▶ _EXERCISE_: Copy out all of the entries exactly as they appear.

▶ _DATA TO EXAMINE_:
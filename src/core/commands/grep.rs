//! `grep`: regular-expression matching.
//!
//! If the first operand names a file, its lines are searched. Otherwise the
//! operands themselves are the input, one per candidate line. The second
//! form is what makes `echo "a" | grep a` work, since piped output arrives
//! as trailing operands.

use regex::Regex;

use crate::core::error::CommandError;
use crate::core::path::evaluate;
use crate::core::session::ShellState;
use crate::core::VirtualFs;

use super::CommandResult;

/// Execute `grep` with its pattern and remaining operands.
///
/// A pattern with no operand at all prints usage, even though the pattern
/// alone could have been matched against nothing.
pub fn execute_grep(
    pattern: Option<String>,
    operands: &[String],
    state: &ShellState,
    fs: &VirtualFs,
) -> Result<CommandResult, CommandError> {
    let (Some(pattern), Some(first)) = (pattern, operands.first()) else {
        return Err(CommandError::GrepUsage);
    };

    let regex = Regex::new(&pattern).map_err(|_| CommandError::GrepInvalidPattern(pattern))?;

    let resolved = evaluate(first, &state.working_directory);
    if let Some(entry) = fs.lookup(&resolved, false).and_then(|index| fs.get(index)) {
        let Some(content) = entry.content() else {
            return Err(CommandError::GrepIsDirectory(first.clone()));
        };
        return Ok(CommandResult::output(matching(&regex, content.lines())));
    }

    Ok(CommandResult::output(matching(
        &regex,
        operands.iter().map(String::as_str),
    )))
}

/// Keep the candidates the regex matches anywhere in.
fn matching<'a>(regex: &Regex, candidates: impl Iterator<Item = &'a str>) -> Vec<String> {
    candidates
        .filter(|line| regex.is_match(line))
        .map(str::to_string)
        .collect()
}
//! Command execution logic.
//!
//! Contains the `execute_command` function that runs parsed commands
//! against the virtual filesystem and returns their output.

use tracing::debug;

use crate::config::{CLEAR_LINE_COUNT, LS_COLUMNS};
use crate::core::error::CommandError;
use crate::core::path::{basename, evaluate, full_path, parent_of};
use crate::core::session::ShellState;
use crate::core::VirtualFs;
use crate::models::FileEntry;

use super::{grep, Command, CommandResult, PathArg};

/// Execute a parsed command and return its output.
///
/// `cd` and `exit` mutate `state`; `rm`, `mkdir` and `touch` mutate `fs`.
/// Failures are rendered into the output, never returned.
pub fn execute_command(cmd: Command, state: &mut ShellState, fs: &mut VirtualFs) -> CommandResult {
    debug!(command = ?cmd, cwd = %state.working_directory, "executing");

    let result = match cmd {
        Command::Clear => Ok(CommandResult::line("\n".repeat(CLEAR_LINE_COUNT))),
        Command::Ls(path) => execute_ls(path, state, fs),
        Command::Cd(path) => execute_cd(path, state, fs),
        Command::Exit => {
            state.running = false;
            Ok(CommandResult::empty())
        }
        Command::Pwd => Ok(CommandResult::line(state.working_directory.clone())),
        Command::Rm(path) => execute_rm(path, state, fs),
        Command::Touch(path) => execute_touch(path, state, fs),
        Command::Mkdir(path) => execute_mkdir(path, state, fs),
        Command::Cat(path) => execute_cat(path, state, fs),
        Command::Echo(text) => Ok(CommandResult::line(text.unwrap_or_default())),
        Command::Grep { pattern, operands } => grep::execute_grep(pattern, &operands, state, fs),
        Command::Unknown(name) => Err(CommandError::NotFound(name)),
    };

    result.unwrap_or_else(|err| CommandResult::line(err.to_string()))
}

/// Execute `ls` command.
fn execute_ls(
    path: Option<PathArg>,
    state: &ShellState,
    fs: &VirtualFs,
) -> Result<CommandResult, CommandError> {
    let directory = match path {
        None => state.working_directory.clone(),
        Some(path) => {
            let resolved = evaluate(path.as_str(), &state.working_directory);
            let index = fs
                .lookup(&resolved, false)
                .ok_or_else(|| CommandError::LsNoSuchFile(path.to_string()))?;
            fs.get(index).map(full_path).unwrap_or(resolved)
        }
    };

    let names: Vec<String> = fs
        .children_of(&directory)
        .into_iter()
        .map(FileEntry::display_name)
        .collect();

    Ok(CommandResult::output(
        names.chunks(LS_COLUMNS).map(|row| row.join("\t")).collect(),
    ))
}

/// Execute `cd` command.
fn execute_cd(
    path: Option<PathArg>,
    state: &mut ShellState,
    fs: &VirtualFs,
) -> Result<CommandResult, CommandError> {
    let Some(path) = path else {
        return Ok(CommandResult::empty());
    };

    match path.as_str() {
        "./" => {}
        ".." | "../" => state.working_directory = parent_of(&state.working_directory),
        raw => {
            let resolved = evaluate(raw, &state.working_directory);
            // Files never match a directory lookup, so they read as missing
            let entry = fs
                .lookup(&resolved, true)
                .and_then(|index| fs.get(index))
                .ok_or_else(|| CommandError::CdNoSuchFile(path.to_string()))?;
            state.working_directory = full_path(entry);
        }
    }

    Ok(CommandResult::empty())
}

/// Execute `rm` command. Directories are removed without their contents.
fn execute_rm(
    path: Option<PathArg>,
    state: &ShellState,
    fs: &mut VirtualFs,
) -> Result<CommandResult, CommandError> {
    let path = path.ok_or(CommandError::RmMissingOperand)?;
    let resolved = evaluate(path.as_str(), &state.working_directory);
    let index = fs
        .lookup(&resolved, false)
        .ok_or_else(|| CommandError::RmNoSuchFile(path.to_string()))?;

    if fs.get(index).is_some_and(FileEntry::is_root) {
        return Err(CommandError::RmRoot(path.to_string()));
    }

    fs.remove(index);
    Ok(CommandResult::empty())
}

/// Execute `touch` command.
///
/// The parent directory is not checked, so files can be created under
/// directories that do not exist.
fn execute_touch(
    path: Option<PathArg>,
    state: &ShellState,
    fs: &mut VirtualFs,
) -> Result<CommandResult, CommandError> {
    let Some(path) = path else {
        return Ok(CommandResult::empty());
    };

    let resolved = evaluate(path.as_str(), &state.working_directory);
    if resolved.is_empty() || fs.lookup(&resolved, false).is_some() {
        return Ok(CommandResult::empty());
    }

    fs.add(FileEntry::file(parent_of(&resolved), basename(&resolved), ""));
    Ok(CommandResult::empty())
}

/// Execute `mkdir` command.
fn execute_mkdir(
    path: Option<PathArg>,
    state: &ShellState,
    fs: &mut VirtualFs,
) -> Result<CommandResult, CommandError> {
    let path = path.ok_or(CommandError::MkdirMissingOperand)?;
    let resolved = evaluate(path.as_str(), &state.working_directory);
    let parent = parent_of(&resolved);

    if fs.lookup(&parent, true).is_none() {
        return Err(CommandError::MkdirNoSuchFile(path.to_string()));
    }
    if fs.lookup(&resolved, false).is_some() {
        return Err(CommandError::MkdirExists(path.to_string()));
    }

    fs.add(FileEntry::directory(parent, basename(&resolved)));
    Ok(CommandResult::empty())
}

/// Execute `cat` command.
fn execute_cat(
    path: Option<PathArg>,
    state: &ShellState,
    fs: &VirtualFs,
) -> Result<CommandResult, CommandError> {
    let Some(path) = path else {
        return Ok(CommandResult::empty());
    };

    let resolved = evaluate(path.as_str(), &state.working_directory);
    let entry = fs
        .lookup(&resolved, false)
        .and_then(|index| fs.get(index))
        .ok_or_else(|| CommandError::CatNoSuchFile(path.to_string()))?;

    match entry.content() {
        Some(text) => Ok(CommandResult::line(text)),
        None => Err(CommandError::CatIsDirectory(entry.name.clone())),
    }
}

// =============================================================================
// Tests
// =============================================================================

▶ _EXERCISE OUTPUT_:
filename src/core/commands/grep.rs
//! `grep`: regular-expression matching.
//!
//! If the first operand names a file, its lines are searched. Otherwise the
//! operands themselves are the input, one per candidate line. The second
//! form is what makes `echo "a" | grep a` work, since piped output arrives
//! as trailing operands.

use regex::Regex;

use crate::core::error::CommandError;
use crate::core::path::evaluate;
use crate::core::session::ShellState;
use crate::core::VirtualFs;

use super::CommandResult;

/// Execute `grep` with its pattern and remaining operands.
///
/// A pattern with no operand at all prints usage, even though the pattern
/// alone could have been matched against nothing.
pub fn execute_grep(
    pattern: Option<String>,
    operands: &[String],
    state: &ShellState,
    fs: &VirtualFs,
) -> Result<CommandResult, CommandError> {
    let (Some(pattern), Some(first)) = (pattern, operands.first()) else {
        return Err(CommandError::GrepUsage);
    };

    let regex = Regex::new(&pattern).map_err(|_| CommandError::GrepInvalidPattern(pattern))?;

    let resolved = evaluate(first, &state.working_directory);
    if let Some(entry) = fs.lookup(&resolved, false).and_then(|index| fs.get(index)) {
        let Some(content) = entry.content() else {
            return Err(CommandError::GrepIsDirectory(first.clone()));
        };
        return Ok(CommandResult::output(matching(&regex, content.lines())));
    }

    Ok(CommandResult::output(matching(
        &regex,
        operands.iter().map(String::as_str),
    )))
}

/// Keep the candidates the regex matches anywhere in.
fn matching<'a>(regex: &Regex, candidates: impl Iterator<Item = &'a str>) -> Vec<String> {
    candidates
        .filter(|line| regex.is_match(line))
        .map(str::to_string)
        .collect()
}
//! Command execution logic.
//!
//! Contains the `execute_command` function that runs parsed commands
//! against the virtual filesystem and returns their output.

use tracing::debug;

use crate::config::{CLEAR_LINE_COUNT, LS_COLUMNS};
use crate::core::error::CommandError;
use crate::core::path::{basename, evaluate, full_path, parent_of};
use crate::core::session::ShellState;
use crate::core::VirtualFs;
use crate::models::FileEntry;

use super::{grep, Command, CommandResult, PathArg};

/// Execute a parsed command and return its output.
///
/// `cd` and `exit` mutate `state`; `rm`, `mkdir` and `touch` mutate `fs`.
/// Failures are rendered into the output, never returned.
pub fn execute_command(cmd: Command, state: &mut ShellState, fs: &mut VirtualFs) -> CommandResult {
    debug!(command = ?cmd, cwd = %state.working_directory, "executing");

    let result = match cmd {
        Command::Clear => Ok(CommandResult::line("\n".repeat(CLEAR_LINE_COUNT))),
        Command::Ls(path) => execute_ls(path, state, fs),
        Command::Cd(path) => execute_cd(path, state, fs),
        Command::Exit => {
            state.running = false;
            Ok(CommandResult::empty())
        }
        Command::Pwd => Ok(CommandResult::line(state.working_directory.clone())),
        Command::Rm(path) => execute_rm(path, state, fs),
        Command::Touch(path) => execute_touch(path, state, fs),
        Command::Mkdir(path) => execute_mkdir(path, state, fs),
        Command::Cat(path) => execute_cat(path, state, fs),
        Command::Echo(text) => Ok(CommandResult::line(text.unwrap_or_default())),
        Command::Grep { pattern, operands } => grep::execute_grep(pattern, &operands, state, fs),
        Command::Unknown(name) => Err(CommandError::NotFound(name)),
    };

    result.unwrap_or_else(|err| CommandResult::line(err.to_string()))
}

/// Execute `ls` command.
fn execute_ls(
    path: Option<PathArg>,
    state: &ShellState,
    fs: &VirtualFs,
) -> Result<CommandResult, CommandError> {
    let directory = match path {
        None => state.working_directory.clone(),
        Some(path) => {
            let resolved = evaluate(path.as_str(), &state.working_directory);
            let index = fs
                .lookup(&resolved, false)
                .ok_or_else(|| CommandError::LsNoSuchFile(path.to_string()))?;
            fs.get(index).map(full_path).unwrap_or(resolved)
        }
    };

    let names: Vec<String> = fs
        .children_of(&directory)
        .into_iter()
        .map(FileEntry::display_name)
        .collect();

    Ok(CommandResult::output(
        names.chunks(LS_COLUMNS).map(|row| row.join("\t")).collect(),
    ))
}

/// Execute `cd` command.
fn execute_cd(
    path: Option<PathArg>,
    state: &mut ShellState,
    fs: &VirtualFs,
) -> Result<CommandResult, CommandError> {
    let Some(path) = path else {
        return Ok(CommandResult::empty());
    };

    match path.as_str() {
        "./" => {}
        ".." | "../" => state.working_directory = parent_of(&state.working_directory),
        raw => {
            let resolved = evaluate(raw, &state.working_directory);
            // Files never match a directory lookup, so they read as missing
            let entry = fs
                .lookup(&resolved, true)
                .and_then(|index| fs.get(index))
                .ok_or_else(|| CommandError::CdNoSuchFile(path.to_string()))?;
            state.working_directory = full_path(entry);
        }
    }

    Ok(CommandResult::empty())
}

/// Execute `rm` command. Directories are removed without their contents.
fn execute_rm(
    path: Option<PathArg>,
    state: &ShellState,
    fs: &mut VirtualFs,
) -> Result<CommandResult, CommandError> {
    let path = path.ok_or(CommandError::RmMissingOperand)?;
    let resolved = evaluate(path.as_str(), &state.working_directory);
    let index = fs
        .lookup(&resolved, false)
        .ok_or_else(|| CommandError::RmNoSuchFile(path.to_string()))?;

    if fs.get(index).is_some_and(FileEntry::is_root) {
        return Err(CommandError::RmRoot(path.to_string()));
    }

    fs.remove(index);
    Ok(CommandResult::empty())
}

/// Execute `touch` command.
///
/// The parent directory is not checked, so files can be created under
/// directories that do not exist.
fn execute_touch(
    path: Option<PathArg>,
    state: &ShellState,
    fs: &mut VirtualFs,
) -> Result<CommandResult, CommandError> {
    let Some(path) = path else {
        return Ok(CommandResult::empty());
    };

    let resolved = evaluate(path.as_str(), &state.working_directory);
    if resolved.is_empty() || fs.lookup(&resolved, false).is_some() {
        return Ok(CommandResult::empty());
    }

    fs.add(FileEntry::file(parent_of(&resolved), basename(&resolved), ""));
    Ok(CommandResult::empty())
}

/// Execute `mkdir` command.
fn execute_mkdir(
    path: Option<PathArg>,
    state: &ShellState,
    fs: &mut VirtualFs,
) -> Result<CommandResult, CommandError> {
    let path = path.ok_or(CommandError::MkdirMissingOperand)?;
    let resolved = evaluate(path.as_str(), &state.working_directory);
    let parent = parent_of(&resolved);

    if fs.lookup(&parent, true).is_none() {
        return Err(CommandError::MkdirNoSuchFile(path.to_string()));
    }
    if fs.lookup(&resolved, false).is_some() {
        return Err(CommandError::MkdirExists(path.to_string()));
    }

    fs.add(FileEntry::directory(parent, basename(&resolved)));
    Ok(CommandResult::empty())
}

/// Execute `cat` command.
fn execute_cat(
    path: Option<PathArg>,
    state: &ShellState,
    fs: &VirtualFs,
) -> Result<CommandResult, CommandError> {
    let Some(path) = path else {
        return Ok(CommandResult::empty());
    };

    let resolved = evaluate(path.as_str(), &state.working_directory);
    let entry = fs
        .lookup(&resolved, false)
        .and_then(|index| fs.get(index))
        .ok_or_else(|| CommandError::CatNoSuchFile(path.to_string()))?;

    match entry.content() {
        Some(text) => Ok(CommandResult::line(text)),
        None => Err(CommandError::CatIsDirectory(entry.name.clone())),
    }
}

// =============================================================================
// Tests
// =============================================================================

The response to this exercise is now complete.